# Expat Car import option?



## ReyMiguel (Mar 21, 2013)

Hello all,

We're an American Family relocating to Mexico City for work for the next 2 years (santa fe area). 

Wondering what is the process to bring a Car from the US with us, I keep reading it is an option but is it a big hustle? We would prefer a US car so in 2 years when the job is done we can just take the car back with us to the US. 

Thoughts?

Thanks.


----------



## circle110 (Jul 20, 2009)

You can certainly do it - it isn't a hustle. It's maybe a bit of a hassle but not a hustle in the sense of being a scam of some kind. I have had a US car in Mexico for 3 years now with no major issues. I just follow the regulations and pay the appropriate fees and deposits.

You get a temporary import sticker/document at the border - paying the fee and leaving a deposit - and it remains valid for the length of your visa. If you have a temporary resident visa as opposed to a 180 day tourist permit (probable since you'll be working) then your car permit will be valid for the length of that visa. If you ever need to renew the visa, you will need to go to Aduana and renew the car permit as well. If you get a two year visa right out of the gate for your two year stay, you won't even need to worry about renewing the car permit. When the car eventually leaves the country, you will get your deposit back.


----------



## ReyMiguel (Mar 21, 2013)

Circle 110- Does that mean we need to get the work visa before bringing the car or can we enter as tourist (with the car) and when we get the work visa do the car paperwork? I appreciate your help.


----------



## bournemouth (May 15, 2007)

I think you will find that if you are working, you cannot have a foreign plated vehicle. Your company can probably help you make sense of the laws regarding who may have one.


----------



## circle110 (Jul 20, 2009)

ReyMiguel said:


> Circle 110- Does that mean we need to get the work visa before bringing the car or can we enter as tourist (with the car) and when we get the work visa do the car paperwork? I appreciate your help.

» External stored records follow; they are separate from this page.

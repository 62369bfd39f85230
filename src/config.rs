/// 程序配置
use std::path::Path;

use serde::Deserialize;

use crate::error::{AppError, AppResult, ConfigError};

#[derive(Clone, Debug, PartialEq, Deserialize)]
#[serde(default)]
pub struct Config {
    /// 后端接口根地址，以 `/` 结尾
    pub api_base_url: String,
    /// 会话文件（保存 token）
    pub session_file: String,
    /// 导出表格的存放目录
    pub output_dir: String,
    /// 单次请求超时（秒）
    pub request_timeout_secs: u64,
    /// 是否显示详细日志
    pub verbose_logging: bool,
}

impl Default for Config {
    fn default() -> Self {
        Self {
            api_base_url: "http://localhost:5000/api/".to_string(),
            session_file: ".result_desk_session.toml".to_string(),
            output_dir: ".".to_string(),
            request_timeout_secs: 30,
            verbose_logging: false,
        }
    }
}

impl Config {
    /// 从环境变量读取配置，未设置的项使用默认值
    pub fn from_env() -> AppResult<Self> {
        Self::default().with_env_overrides()
    }

    /// 从 TOML 文件读取配置，再用环境变量覆盖
    pub fn from_file(path: &Path) -> AppResult<Self> {
        let content = std::fs::read_to_string(path)
            .map_err(|e| AppError::file_read_failed(path.display().to_string(), e))?;
        let config: Config = toml::from_str(&content).map_err(|source| ConfigError::TomlParseFailed {
            path: path.display().to_string(),
            source,
        })?;
        config.with_env_overrides()
    }

    fn with_env_overrides(self) -> AppResult<Self> {
        Ok(Self {
            api_base_url: normalize_base_url(
                std::env::var("RESULT_DESK_API_BASE_URL").unwrap_or(self.api_base_url),
            ),
            session_file: std::env::var("RESULT_DESK_SESSION_FILE").unwrap_or(self.session_file),
            output_dir: std::env::var("RESULT_DESK_OUTPUT_DIR").unwrap_or(self.output_dir),
            request_timeout_secs: parse_env("RESULT_DESK_REQUEST_TIMEOUT_SECS", "u64")?
                .unwrap_or(self.request_timeout_secs),
            verbose_logging: parse_env("RESULT_DESK_VERBOSE", "bool")?
                .unwrap_or(self.verbose_logging),
        })
    }
}

/// 读取并解析环境变量；未设置返回 None，无法解析返回错误
fn parse_env<T: std::str::FromStr>(var_name: &str, expected_type: &str) -> AppResult<Option<T>> {
    match std::env::var(var_name) {
        Ok(value) => value.trim().parse().map(Some).map_err(|_| {
            ConfigError::EnvVarParseFailed {
                var_name: var_name.to_string(),
                value,
                expected_type: expected_type.to_string(),
            }
            .into()
        }),
        Err(_) => Ok(None),
    }
}

fn normalize_base_url(url: String) -> String {
    if url.ends_with('/') {
        url
    } else {
        format!("{}/", url)
    }
}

As I understand the new immigration laws, all non-tourist visas must be initiated at a Mexican consulate in your home country. It may be different if a company is sponsoring you but that is out of my zone of experience so I can't say for sure.

You used to be able to do what you are describing - as a matter of fact, that's what I did - but the new laws may have eliminated that option. You should talk to 1) your employer and 2) your nearest Mexican consulate to get information on the current procedure.


----------



## circle110 (Jul 20, 2009)

bournemouth said:


> I think you will find that if you are working, you cannot have a foreign plated vehicle. Your company can probably help you make sense of the laws regarding who may have one.

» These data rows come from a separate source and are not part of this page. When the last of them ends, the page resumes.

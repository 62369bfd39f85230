//! 表格导入服务 - 业务能力层
//!
//! 读取阅卷人填好的工作簿，按 `Candidate ID` 分组成每个考生的成绩。
//!
//! - 只读第一个工作表，第一行是表头，按列名定位（允许多余列、列顺序变化）
//! - 分组按考生首次出现的顺序，组内题目按文件中的行顺序
//! - `Update Marks` 原样透传，不做数值校验

use std::collections::HashMap;
use std::io::Cursor;
use std::path::Path;

use calamine::{Data, Reader, Xlsx};
use tracing::{debug, info};

use crate::error::{AppError, AppResult, ParseError, ValidationError};
use crate::models::{AssessmentResult, MarkResponse};
use crate::services::workbook_export::{COL_CANDIDATE_ID, COL_QUESTION_ID, COL_UPDATE_MARKS};

/// 读取上传的文件并解析
///
/// 没有选择文件时直接返回 `EmptyFile`，不做任何 I/O
pub async fn parse_workbook(path: Option<&Path>) -> AppResult<Vec<AssessmentResult>> {
    let path = path.ok_or(ValidationError::EmptyFile)?;
    debug!("读取上传文件: {}", path.display());

    let bytes = tokio::fs::read(path)
        .await
        .map_err(|e| AppError::file_read_failed(path.display().to_string(), e))?;
    parse_workbook_bytes(&bytes)
}

/// 解析 xlsx 字节
pub fn parse_workbook_bytes(bytes: &[u8]) -> AppResult<Vec<AssessmentResult>> {
    let mut workbook = Xlsx::new(Cursor::new(bytes))?;
    let range = workbook
        .worksheet_range_at(0)
        .ok_or(ParseError::NoSheet)??;

    let mut rows = range.rows();
    let header: Vec<String> = match rows.next() {
        Some(cells) => cells.iter().map(cell_text).collect(),
        None => return Err(ValidationError::NoRows.into()),
    };
    let body: Vec<Vec<String>> = rows
        .map(|cells| cells.iter().map(cell_text).collect())
        .collect();

    let results = group_rows(&header, &body)?;
    info!("📥 解析完成: {} 个考生, {} 行", results.len(), body.len());
    Ok(results)
}

/// 按考生分组
///
/// 分组结果为空（空表、缺少 `Candidate ID` 列、该列全空）时返回 `NoRows`
pub fn group_rows(
    header: &[String],
    rows: &[Vec<String>],
) -> Result<Vec<AssessmentResult>, ValidationError> {
    let column = |name: &str| {
        header
            .iter()
            .position(|h| h.trim().eq_ignore_ascii_case(name))
    };
    let candidate_col = column(COL_CANDIDATE_ID).ok_or(ValidationError::NoRows)?;
    let question_col = column(COL_QUESTION_ID);
    let marks_col = column(COL_UPDATE_MARKS);

    let cell = |row: &[String], col: Option<usize>| -> String {
        col.and_then(|c| row.get(c)).cloned().unwrap_or_default()
    };

    let mut results: Vec<AssessmentResult> = Vec::new();
    let mut index_by_candidate: HashMap<String, usize> = HashMap::new();

    for row in rows {
        let candidate_id = cell(row, Some(candidate_col));
        if candidate_id.is_empty() {
            continue;
        }

        let index = *index_by_candidate
            .entry(candidate_id.clone())
            .or_insert_with(|| {
                results.push(AssessmentResult::new(candidate_id.clone()));
                results.len() - 1
            });

        results[index].responses.push(MarkResponse {
            question: cell(row, question_col),
            marks_obtained: cell(row, marks_col),
        });
    }

    if results.is_empty() {
        return Err(ValidationError::NoRows);
    }
    Ok(results)
}

/// 单元格转文本，整数形式的浮点数不带小数点
fn cell_text(cell: &Data) -> String {
    match cell {
        Data::Empty => String::new(),
        Data::String(s) => s.trim().to_string(),
        Data::Float(f) => f.to_string(),
        Data::Int(i) => i.to_string(),
        Data::Bool(b) => b.to_string(),
        other => other.to_string(),
    }
}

That used to be the case if you had an FM2/"inmigrante" visa and is still the case if you have a "residente permanente" visa but I don't believe that Aduana has officially weighed in the car permit status of "residente temporal" with a work permit. 

Many ex FM3-with-work-permit holders have foreign cars because it was allowed under the old rules. Aduana is still revising their regulations to match the changes by INM and things are still a little fuzzy.

I would say that you should contact Aduana directly to ask and see what their current policy is.


----------



## tepetapan (Sep 30, 2010)

If bringing in a car with a work visa is a problem just transfer the title of the car to your wife. Then she can bring it in with no hassle since she does not need a work visa.


----------



## RVGRINGO (May 16, 2007)

Remember that your residente temporal visa will cause you to convert to residente permanente after four years. At that time, you will face the prospect of having to remove your vehicle from Mexico and purchasing a replacement in Mexico.


----------



## circle110 (Jul 20, 2009)

RVGRINGO said:


> Remember that your residente temporal visa will cause you to convert to residente permanente after four years. At that time, you will face the prospect of having to remove your vehicle from Mexico and purchasing a replacement in Mexico.


That shouldn't affect the OP since he said it was a only 2 year assignment, but that would be good for him to keep in mind in case he decides to extend his stay at some point.


----------



## ReyMiguel (Mar 21, 2013)

Thank you all for your posts, definitely will be only 2 years. 3 if we get very lucky. It seems like bringing a car is doable, which is a big plus for us. 

Buying a new car in every country and having to sell it when leaving is always a pain. I will check with the Mexican embassy here in Manila and ask the Company for there help too.

Planning a look and see trip in April and taking the kids for their interview at ASF.

Thanks
Rey


----------